#### Stored data
★ ★ ★ ★ ★

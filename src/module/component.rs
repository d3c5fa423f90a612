//! Composition of a [`ModuleCore`] with component-specific behavior

use serde_json::{json, Value};

use super::error::ModuleResult;
use super::module_core::ModuleCore;
use crate::types::{Message, MessageResponse};

/// Overridable behavior of a pipeline component
///
/// Every hook has a default, so a component only implements what it needs.
/// Hooks receive the core for logging and I/O tracking.
pub trait ModuleHandler: Send {
    fn on_initialize(&mut self, _core: &ModuleCore) -> ModuleResult<()> {
        Ok(())
    }

    fn on_destroy(&mut self, _core: &ModuleCore) {}

    /// Process incoming data; the default passes it through unchanged
    fn receive_data(&mut self, _core: &ModuleCore, data: Value) -> ModuleResult<Value> {
        Ok(data)
    }

    /// Handle a message the core does not answer itself
    fn handle_message(&mut self, _core: &ModuleCore, message: &Message) -> MessageResponse {
        MessageResponse::unsupported(&message.message_type)
    }
}

/// Handler with every default
#[derive(Debug, Default, Clone, Copy)]
pub struct BaseHandler;

impl ModuleHandler for BaseHandler {}

/// A pipeline component: shared core plus its handler
pub struct Component<H: ModuleHandler = BaseHandler> {
    core: ModuleCore,
    handler: H,
}

impl Component<BaseHandler> {
    pub fn base(core: ModuleCore) -> Self {
        Self::new(core, BaseHandler)
    }
}

impl<H: ModuleHandler> Component<H> {
    pub fn new(core: ModuleCore, handler: H) -> Self {
        Self { core, handler }
    }

    pub fn core(&self) -> &ModuleCore {
        &self.core
    }

    pub fn core_mut(&mut self) -> &mut ModuleCore {
        &mut self.core
    }

    pub fn handler(&self) -> &H {
        &self.handler
    }

    pub fn handler_mut(&mut self) -> &mut H {
        &mut self.handler
    }

    pub fn configure(&mut self, options: Value) -> ModuleResult<()> {
        self.core.configure(options)
    }

    /// Run the handler's init hook once, then lock configuration
    pub fn initialize(&mut self) -> ModuleResult<()> {
        self.core.ensure_active()?;
        if self.core.is_initialized() {
            return Ok(());
        }
        self.handler.on_initialize(&self.core)?;
        self.core.initialize()?;
        Ok(())
    }

    /// Returns false if the component was already destroyed
    pub fn destroy(&mut self) -> bool {
        if self.core.is_destroyed() {
            return false;
        }
        self.handler.on_destroy(&self.core);
        self.core.destroy()
    }

    pub fn handle_message(&mut self, message: &Message) -> MessageResponse {
        self.core.debug(
            "Handling message",
            Some(json!({
                "messageId": message.id,
                "type": message.message_type,
                "source": message.source,
            })),
        );
        if let Some(response) = self.core.handle_builtin_message(message) {
            return response;
        }
        self.handler.handle_message(&self.core, message)
    }

    /// Hand `data` to the handler
    ///
    /// With `autoRecord` on, the call is tracked as one I/O operation whose
    /// outcome follows the handler's result.
    pub fn receive_data(&mut self, data: Value) -> ModuleResult<Value> {
        self.core
            .trace_data_flow("Received data", json!({ "data": data }));

        if !self.core.debug_config().io_tracking.auto_record {
            return self.handler.receive_data(&self.core, data);
        }

        let operation_id = format!("receive_{}", uuid::Uuid::new_v4().simple());
        self.core
            .start_io_tracking(&operation_id, data.clone(), Some("receiveData"));

        let result = self.handler.receive_data(&self.core, data);
        match &result {
            Ok(output) => {
                self.core
                    .end_io_tracking(&operation_id, output.clone(), true, None);
            }
            Err(e) => {
                self.core
                    .end_io_tracking(&operation_id, Value::Null, false, Some(e.to_string()));
            }
        }
        result
    }
}
//! Data types for the pipeline debug core
//!
//! This module contains the records shared by the telemetry engine, the
//! event bus and the module core.

mod connection;
mod descriptor;
mod event;
mod io_entry;
mod log_entry;
mod message;
mod phase;

pub use connection::{Connection, ConnectionDirection};
pub use descriptor::ModuleDescriptor;
pub use event::{EventKind, PipelinePosition, TelemetryEvent};
pub use io_entry::{IoEntry, PendingOperation};
pub use log_entry::{LogEntry, LogLevel};
pub use message::{Message, MessageResponse};
pub use phase::Phase;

★ ★ ★ ★ ★

#### How to complete this task
All the records above are to be reproduced exactly.

#### Task answer
filename src/module/component.rs
repository d3c5fa423f90a612
//! Composition of a [`ModuleCore`] with component-specific behavior

use serde_json::{json, Value};

use super::error::ModuleResult;
use super::module_core::ModuleCore;
use crate::types::{Message, MessageResponse};

/// Overridable behavior of a pipeline component
///
/// Every hook has a default, so a component only implements what it needs.
/// Hooks receive the core for logging and I/O tracking.
pub trait ModuleHandler: Send {
    fn on_initialize(&mut self, _core: &ModuleCore) -> ModuleResult<()> {
        Ok(())
    }

    fn on_destroy(&mut self, _core: &ModuleCore) {}

    /// Process incoming data; the default passes it through unchanged
    fn receive_data(&mut self, _core: &ModuleCore, data: Value) -> ModuleResult<Value> {
        Ok(data)
    }

    /// Handle a message the core does not answer itself
    fn handle_message(&mut self, _core: &ModuleCore, message: &Message) -> MessageResponse {
        MessageResponse::unsupported(&message.message_type)
    }
}

/// Handler with every default
#[derive(Debug, Default, Clone, Copy)]
pub struct BaseHandler;

impl ModuleHandler for BaseHandler {}

/// A pipeline component: shared core plus its handler
pub struct Component<H: ModuleHandler = BaseHandler> {
    core: ModuleCore,
    handler: H,
}

impl Component<BaseHandler> {
    pub fn base(core: ModuleCore) -> Self {
        Self::new(core, BaseHandler)
    }
}

impl<H: ModuleHandler> Component<H> {
    pub fn new(core: ModuleCore, handler: H) -> Self {
        Self { core, handler }
    }

    pub fn core(&self) -> &ModuleCore {
        &self.core
    }

    pub fn core_mut(&mut self) -> &mut ModuleCore {
        &mut self.core
    }

    pub fn handler(&self) -> &H {
        &self.handler
    }

    pub fn handler_mut(&mut self) -> &mut H {
        &mut self.handler
    }

    pub fn configure(&mut self, options: Value) -> ModuleResult<()> {
        self.core.configure(options)
    }

    /// Run the handler's init hook once, then lock configuration
    pub fn initialize(&mut self) -> ModuleResult<()> {
        self.core.ensure_active()?;
        if self.core.is_initialized() {
            return Ok(());
        }
        self.handler.on_initialize(&self.core)?;
        self.core.initialize()?;
        Ok(())
    }

    /// Returns false if the component was already destroyed
    pub fn destroy(&mut self) -> bool {
        if self.core.is_destroyed() {
            return false;
        }
        self.handler.on_destroy(&self.core);
        self.core.destroy()
    }

    pub fn handle_message(&mut self, message: &Message) -> MessageResponse {
        self.core.debug(
            "Handling message",
            Some(json!({
                "messageId": message.id,
                "type": message.message_type,
                "source": message.source,
            })),
        );
        if let Some(response) = self.core.handle_builtin_message(message) {
            return response;
        }
        self.handler.handle_message(&self.core, message)
    }

    /// Hand `data` to the handler
    ///
    /// With `autoRecord` on, the call is tracked as one I/O operation whose
    /// outcome follows the handler's result.
    pub fn receive_data(&mut self, data: Value) -> ModuleResult<Value> {
        self.core
            .trace_data_flow("Received data", json!({ "data": data }));

        if !self.core.debug_config().io_tracking.auto_record {
            return self.handler.receive_data(&self.core, data);
        }

        let operation_id = format!("receive_{}", uuid::Uuid::new_v4().simple());
        self.core
            .start_io_tracking(&operation_id, data.clone(), Some("receiveData"));

        let result = self.handler.receive_data(&self.core, data);
        match &result {
            Ok(output) => {
                self.core
                    .end_io_tracking(&operation_id, output.clone(), true, None);
            }
            Err(e) => {
                self.core
                    .end_io_tracking(&operation_id, Value::Null, false, Some(e.to_string()));
            }
        }
        result
    }
}
//! Data types for the pipeline debug core
//!
//! This module contains the records shared by the telemetry engine, the
//! event bus and the module core.

mod connection;
mod descriptor;
mod event;
mod io_entry;
mod log_entry;
mod message;
mod phase;

pub use connection::{Connection, ConnectionDirection};
pub use descriptor::ModuleDescriptor;
pub use event::{EventKind, PipelinePosition, TelemetryEvent};
pub use io_entry::{IoEntry, PendingOperation};
pub use log_entry::{LogEntry, LogLevel};
pub use message::{Message, MessageResponse};
pub use phase::Phase;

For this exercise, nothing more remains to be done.